BEGIN EXERCISE MATERIAL

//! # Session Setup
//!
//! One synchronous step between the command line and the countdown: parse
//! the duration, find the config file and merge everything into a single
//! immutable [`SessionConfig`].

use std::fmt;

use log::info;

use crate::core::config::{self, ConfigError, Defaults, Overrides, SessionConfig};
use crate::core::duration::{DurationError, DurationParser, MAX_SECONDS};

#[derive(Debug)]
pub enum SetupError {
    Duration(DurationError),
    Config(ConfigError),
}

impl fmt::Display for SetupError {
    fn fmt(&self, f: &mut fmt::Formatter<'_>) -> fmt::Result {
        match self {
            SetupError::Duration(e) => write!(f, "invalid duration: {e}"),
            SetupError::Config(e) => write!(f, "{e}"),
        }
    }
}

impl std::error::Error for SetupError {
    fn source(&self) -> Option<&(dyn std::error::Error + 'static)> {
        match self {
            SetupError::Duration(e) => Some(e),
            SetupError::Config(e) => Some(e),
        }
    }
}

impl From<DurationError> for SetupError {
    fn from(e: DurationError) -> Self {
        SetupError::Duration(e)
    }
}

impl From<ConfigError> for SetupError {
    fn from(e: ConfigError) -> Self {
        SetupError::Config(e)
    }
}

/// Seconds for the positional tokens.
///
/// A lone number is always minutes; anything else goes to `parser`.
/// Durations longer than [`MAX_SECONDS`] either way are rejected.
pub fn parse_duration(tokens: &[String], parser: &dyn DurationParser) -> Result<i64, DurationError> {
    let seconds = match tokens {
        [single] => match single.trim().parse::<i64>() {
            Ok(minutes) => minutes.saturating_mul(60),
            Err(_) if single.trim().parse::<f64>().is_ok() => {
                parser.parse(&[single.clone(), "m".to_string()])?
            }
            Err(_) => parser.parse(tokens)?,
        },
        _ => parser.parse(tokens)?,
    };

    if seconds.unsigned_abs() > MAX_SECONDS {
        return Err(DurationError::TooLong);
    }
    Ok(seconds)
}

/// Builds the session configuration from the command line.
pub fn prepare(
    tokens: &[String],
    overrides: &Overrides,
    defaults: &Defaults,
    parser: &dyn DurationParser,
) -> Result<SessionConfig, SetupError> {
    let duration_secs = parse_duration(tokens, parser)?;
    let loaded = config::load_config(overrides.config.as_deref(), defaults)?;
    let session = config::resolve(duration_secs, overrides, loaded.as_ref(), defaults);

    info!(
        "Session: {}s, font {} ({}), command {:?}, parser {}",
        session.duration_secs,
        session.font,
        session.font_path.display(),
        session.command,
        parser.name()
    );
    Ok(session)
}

END EXERCISE MATERIAL
BEGIN EXERCISE MATERIAL

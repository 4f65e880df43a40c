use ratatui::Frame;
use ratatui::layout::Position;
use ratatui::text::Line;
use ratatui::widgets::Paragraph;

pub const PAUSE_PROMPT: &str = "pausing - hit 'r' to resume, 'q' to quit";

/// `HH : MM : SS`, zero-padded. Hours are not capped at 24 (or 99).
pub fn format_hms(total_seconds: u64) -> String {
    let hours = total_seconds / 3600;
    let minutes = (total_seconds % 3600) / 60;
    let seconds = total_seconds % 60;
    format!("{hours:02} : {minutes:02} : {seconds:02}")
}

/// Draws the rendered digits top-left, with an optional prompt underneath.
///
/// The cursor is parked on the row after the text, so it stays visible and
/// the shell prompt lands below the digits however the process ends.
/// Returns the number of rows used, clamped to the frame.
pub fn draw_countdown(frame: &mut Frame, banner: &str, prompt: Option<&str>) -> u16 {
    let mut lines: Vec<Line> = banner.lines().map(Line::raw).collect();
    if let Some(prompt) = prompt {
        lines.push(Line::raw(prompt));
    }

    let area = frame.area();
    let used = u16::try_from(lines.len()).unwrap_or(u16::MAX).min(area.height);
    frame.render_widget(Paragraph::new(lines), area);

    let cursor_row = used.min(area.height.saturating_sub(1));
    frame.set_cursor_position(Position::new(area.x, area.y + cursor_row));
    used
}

END EXERCISE MATERIAL

* DIRECTIONS FOR THIS TASK:
Only the lines above starting at the one containing "# Session Setup" and ending at the one containing "let duration_secs = parse_duration(tokens, parser)?;", both included, are to be returned, exactly as they read.

* FINISHED EXERCISE:
//! # Session Setup
//!
//! One synchronous step between the command line and the countdown: parse
//! the duration, find the config file and merge everything into a single
//! immutable [`SessionConfig`].

use std::fmt;

use log::info;

use crate::core::config::{self, ConfigError, Defaults, Overrides, SessionConfig};
use crate::core::duration::{DurationError, DurationParser, MAX_SECONDS};

#[derive(Debug)]
pub enum SetupError {
    Duration(DurationError),
    Config(ConfigError),
}

impl fmt::Display for SetupError {
    fn fmt(&self, f: &mut fmt::Formatter<'_>) -> fmt::Result {
        match self {
            SetupError::Duration(e) => write!(f, "invalid duration: {e}"),
            SetupError::Config(e) => write!(f, "{e}"),
        }
    }
}

impl std::error::Error for SetupError {
    fn source(&self) -> Option<&(dyn std::error::Error + 'static)> {
        match self {
            SetupError::Duration(e) => Some(e),
            SetupError::Config(e) => Some(e),
        }
    }
}

impl From<DurationError> for SetupError {
    fn from(e: DurationError) -> Self {
        SetupError::Duration(e)
    }
}

impl From<ConfigError> for SetupError {
    fn from(e: ConfigError) -> Self {
        SetupError::Config(e)
    }
}

/// Seconds for the positional tokens.
///
/// A lone number is always minutes; anything else goes to `parser`.
/// Durations longer than [`MAX_SECONDS`] either way are rejected.
pub fn parse_duration(tokens: &[String], parser: &dyn DurationParser) -> Result<i64, DurationError> {
    let seconds = match tokens {
        [single] => match single.trim().parse::<i64>() {
            Ok(minutes) => minutes.saturating_mul(60),
            Err(_) if single.trim().parse::<f64>().is_ok() => {
                parser.parse(&[single.clone(), "m".to_string()])?
            }
            Err(_) => parser.parse(tokens)?,
        },
        _ => parser.parse(tokens)?,
    };

    if seconds.unsigned_abs() > MAX_SECONDS {
        return Err(DurationError::TooLong);
    }
    Ok(seconds)
}

/// Builds the session configuration from the command line.
pub fn prepare(
    tokens: &[String],
    overrides: &Overrides,
    defaults: &Defaults,
    parser: &dyn DurationParser,
) -> Result<SessionConfig, SetupError> {
    let duration_secs = parse_duration(tokens, parser)?;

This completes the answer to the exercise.